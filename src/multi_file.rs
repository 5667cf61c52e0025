/*!
 * Numbered continuation files.
 *
 * Extraction may split a large working file into `name.txt`, `name_1.txt`,
 * `name_2.txt`, ... Every consumer must read the set as one stream, in
 * numeric order, or counts go wrong as soon as a continuation exists.
 */

use std::cmp::Ordering;
use std::fs;
use std::path::{Path, PathBuf};

use log::{debug, warn};

use crate::file_utils::FileManager;

/// Position of a file inside its numbered set
#[derive(Debug, Clone, Copy, PartialEq, Eq, PartialOrd, Ord)]
enum Rank {
    /// The un-suffixed base file
    Base,
    /// `{name}_{N}{ext}`
    Numbered(u64),
    /// `{name}_{suffix}{ext}` where the suffix is not a number
    Unnumbered,
}

/// Splits `name.ext` into (`name`, `.ext`); the extension may be empty
fn split_base_filename(base_filename: &str) -> (&str, &str) {
    match base_filename.rfind('.') {
        Some(0) | None => (base_filename, ""),
        Some(dot) => base_filename.split_at(dot),
    }
}

/// Rank of a sibling file name, or `None` when it is not part of the set
fn rank_of(file_name: &str, stem: &str, ext: &str) -> Option<Rank> {
    let suffix = file_name
        .strip_prefix(stem)?
        .strip_prefix('_')?
        .strip_suffix(ext)?;
    if suffix.is_empty() {
        return None;
    }
    if !suffix.bytes().all(|b| b.is_ascii_digit()) {
        return Some(Rank::Unnumbered);
    }
    Some(match suffix.parse::<u64>() {
        Ok(n) => Rank::Numbered(n),
        Err(_) => Rank::Unnumbered,
    })
}

/// Ordered paths of `base_filename` and its numbered continuations in
/// `folder`. Empty when neither exists.
pub fn find_numbered_files<P: AsRef<Path>>(folder: P, base_filename: &str) -> Vec<PathBuf> {
    let folder = folder.as_ref();
    let (stem, ext) = split_base_filename(base_filename);
    let mut ranked: Vec<(Rank, String, PathBuf)> = Vec::new();

    let base_path = folder.join(base_filename);
    if FileManager::file_exists(&base_path) {
        ranked.push((Rank::Base, base_filename.to_string(), base_path));
    }

    match fs::read_dir(folder) {
        Ok(entries) => {
            for entry in entries.flatten() {
                let path = entry.path();
                if !path.is_file() {
                    continue;
                }
                let file_name = entry.file_name().to_string_lossy().into_owned();
                if let Some(rank) = rank_of(&file_name, stem, ext) {
                    ranked.push((rank, file_name, path));
                }
            }
        }
        Err(e) => {
            debug!("Cannot list {:?}: {}", folder, e);
        }
    }

    ranked.sort_by(|a, b| match a.0.cmp(&b.0) {
        Ordering::Equal => a.1.cmp(&b.1),
        other => other,
    });

    let files: Vec<PathBuf> = ranked.into_iter().map(|(_, _, path)| path).collect();
    if files.len() > 1 {
        debug!("{} files in numbered set for {}", files.len(), base_filename);
    }
    files
}

/// All lines of the numbered set, concatenated in rank order.
///
/// Files that cannot be read are skipped with a warning; an empty result
/// means the content is missing.
pub fn load_all_lines<P: AsRef<Path>>(folder: P, base_filename: &str) -> Vec<String> {
    let mut lines = Vec::new();
    for path in find_numbered_files(folder, base_filename) {
        match FileManager::read_text(&path) {
            Ok(decoded) => lines.extend(decoded.content.lines().map(str::to_string)),
            Err(e) => warn!("Skipping unreadable file in numbered set: {}", e),
        }
    }
    lines
}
==============================
Show every line of the entries above where the word "return" occurs.

= RESULT OF THIS TASK =
        return None;
        return Some(Rank::Unnumbered);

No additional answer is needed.